Так или иначе, но постепенно православное богослужение из разряда экзотических впечатлений приобрело в сознании Бориса статус понятного и осмысленного явления, более того, стало неотъемлемой и важной частью его детских переживаний. В конце 1950-х годов Б. Пастернак признавался разным корреспондентам, что няня в детстве тайно окрестила его. Вот одно из таких свидетельств: «Я был крещен своей няней в младенчестве, но из-за ограничений, которым подвергались евреи <…> это вызывало некоторые осложнения и оставалось всегда душевной полутайной, предметом редкого и исключительного вдохновения, а не спокойной привычкой»{29}. Смысл этого признания состоит в следующем: крещение в еврейской среде того времени, ограниченной всякого рода социальными барьерами, однозначно воспринималось как недостойный, карьерный ход, циничный отказ от веры отцов, нередко отдававших свои жизни для сохранения ее чистоты. Отсюда естественное стремление еврейского ребенка скрыть событие, которое может показаться заслуживающим порицания, а на самом деле составляющее центр его духовной жизни, не имеющее никакого отношения к практическим соображениям. Возможность крещения Б. Пастернака часто оспаривается как специалистами по эпохе, так и мемуаристами, а его собственные поздние свидетельства воспринимаются как намеренная подтасовка.

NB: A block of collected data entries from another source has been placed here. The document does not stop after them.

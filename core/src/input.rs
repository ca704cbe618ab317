use crate::constants::KEY_COUNT;

/// One of the 16 keys of the hexadecimal keypad
#[derive(Copy, Clone, Debug, PartialEq, Eq, Hash)]
pub struct Key(u8);

impl Key {
    /// Returns `None` for anything outside 0x0..=0xF
    pub fn new(index: u8) -> Option<Key> {
        if (index as usize) < KEY_COUNT {
            Some(Key(index))
        } else {
            None
        }
    }

    pub fn index(self) -> u8 {
        self.0
    }
}

#[derive(Copy, Clone, Debug, PartialEq, Eq)]
pub enum Transition {
    Pressed,
    Released,
}

/// A platform independent key event; hosts translate their own key codes into these
#[derive(Copy, Clone, Debug, PartialEq, Eq)]
pub struct KeyEvent {
    pub key: Key,
    pub transition: Transition,
}

impl KeyEvent {
    pub fn pressed(key: Key) -> Self {
        KeyEvent {
            key,
            transition: Transition::Pressed,
        }
    }

    pub fn released(key: Key) -> Self {
        KeyEvent {
            key,
            transition: Transition::Released,
        }
    }
}

/// # Keypad
/// The held state of every key plus a latch remembering the most recent key
/// pressed during the current cycle. The latch lives for exactly one cycle.
#[derive(Clone, Debug, Default)]
pub struct Keypad {
    held: [bool; KEY_COUNT],
    latched: Option<Key>,
}

impl Keypad {
    pub fn new() -> Self {
        Self::default()
    }

    /// Updates held state; presses also set the latch
    pub fn apply(&mut self, event: KeyEvent) {
        match event.transition {
            Transition::Pressed => {
                self.set_key(event.key, true);
                self.latch(event.key);
            }
            Transition::Released => self.set_key(event.key, false),
        }
    }

    pub fn set_key(&mut self, key: Key, held: bool) {
        self.held[key.index() as usize] = held;
    }

    pub fn latch(&mut self, key: Key) {
        self.latched = Some(key);
    }

    /// Whether the key at `index` is held.
    /// Indices beyond the keypad only use their low nibble.
    pub fn is_held(&self, index: u8) -> bool {
        self.held[(index & 0xF) as usize]
    }

    pub fn latched(&self) -> Option<Key> {
        self.latched
    }

    /// Drops the latch whether or not it was consumed
    pub fn end_cycle(&mut self) {
        self.latched = None;
    }
}
/// Bytes of addressable memory
pub const MEMORY_SIZE: usize = 4096;

/// Programs are loaded at, and execution starts from, this address
pub const PROGRAM_START: u16 = 0x200;

/// The largest program that fits between `PROGRAM_START` and the end of memory
pub const MAX_PROGRAM_SIZE: usize = MEMORY_SIZE - PROGRAM_START as usize;

/// Number of general purpose registers (V0..VF)
pub const REGISTER_COUNT: usize = 16;

/// Index of the register doubling as carry/borrow/collision flag
pub const FLAG_REGISTER: usize = 0xF;

/// Hardware convention for the depth of the call stack
pub const STACK_DEPTH: usize = 16;

pub const DISPLAY_WIDTH: usize = 64;
pub const DISPLAY_HEIGHT: usize = 32;

/// Number of keys on the hexadecimal keypad
pub const KEY_COUNT: usize = 16;

/// Delay and sound timers count down at this rate
pub const TIMER_HZ: u32 = 60;

/// Legacy coupling of the timers to the CPU: one tick every this many cycles
pub const CPU_CYCLES_PER_TIMER_TICK: u32 = 14;

/// Instructions per second that keeps the legacy divider at `TIMER_HZ`
pub const CLOCK_HZ: u32 = CPU_CYCLES_PER_TIMER_TICK * TIMER_HZ;

/// Address of the first glyph in the font
pub const FONT_START: u16 = 0x000;

/// Every font glyph is 8 pixels wide and this many rows tall
pub const FONT_GLYPH_HEIGHT: u16 = 5;

/// # Font
/// One 4x5 sprite for each hexadecimal digit, stored in the high nibble of each row.
///
/// ```text
/// 0xF0  ####
/// 0x90  #  #
/// 0x90  #  #
/// 0x90  #  #
/// 0xF0  ####
/// ```
pub const FONT: [u8; 80] = [
    0xF0, 0x90, 0x90, 0x90, 0xF0, // 0
    0x20, 0x60, 0x20, 0x20, 0x70, // 1
    0xF0, 0x10, 0xF0, 0x80, 0xF0, // 2
    0xF0, 0x10, 0xF0, 0x10, 0xF0, // 3
    0x90, 0x90, 0xF0, 0x10, 0x10, // 4
    0xF0, 0x80, 0xF0, 0x10, 0xF0, // 5
    0xF0, 0x80, 0xF0, 0x90, 0xF0, // 6
    0xF0, 0x10, 0x20, 0x40, 0x40, // 7
    0xF0, 0x90, 0xF0, 0x90, 0xF0, // 8
    0xF0, 0x90, 0xF0, 0x10, 0xF0, // 9
    0xF0, 0x90, 0xF0, 0x90, 0x90, // A
    0xE0, 0x90, 0xE0, 0x90, 0xE0, // B
    0xF0, 0x80, 0x80, 0x80, 0xF0, // C
    0xE0, 0x90, 0x90, 0x90, 0xE0, // D
    0xF0, 0x80, 0xF0, 0x80, 0xF0, // E
    0xF0, 0x80, 0xF0, 0x80, 0x80, // F
];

Маловероятно, что крещение происходило в храме: из соображений межконфессиональной этики священник не мог осуществить его над ребенком из еврейской семьи без согласия родителей, по личной просьбе няньки. И совершенно очевидно, что при всей широте своих общекультурных взглядов родители Бориса не дали бы согласия на крещение сына. Вспомним, как отчетливо проговорил эту позицию Леонид Осипович относительно себя самого. Однако крещение всё же могло совершиться — христианская традиция знает различные варианты исполнения таинств мирянами в условиях ограниченных возможностей. Наверное, можно предположить, как это делал сын поэта, Е.Б. Пастернак, что няня взяла на себя ответственность и сама окрестила мальчика дома, без помощи священника{30}. У нас, конечно, нет этому никаких доказательств, кроме чисто психологических, но есть слова самого Бориса Леонидовича, которым также нет особых причин не верить. В поздние годы его сестра Жозефина вспоминала: «…Няня приносила нам просвиры из церкви, помню это, — я еще в постели, она пришла из церкви, дает мне освященный кусочек. И, конечно, много брала нас в церковь — в Юшковом переулке, рядом с нашей квартирой на Мясницкой. Но крестить “тайно”? <…> Между тем Боря пишет об этом в письме Proyart[3], не станет же он лгать»{31}.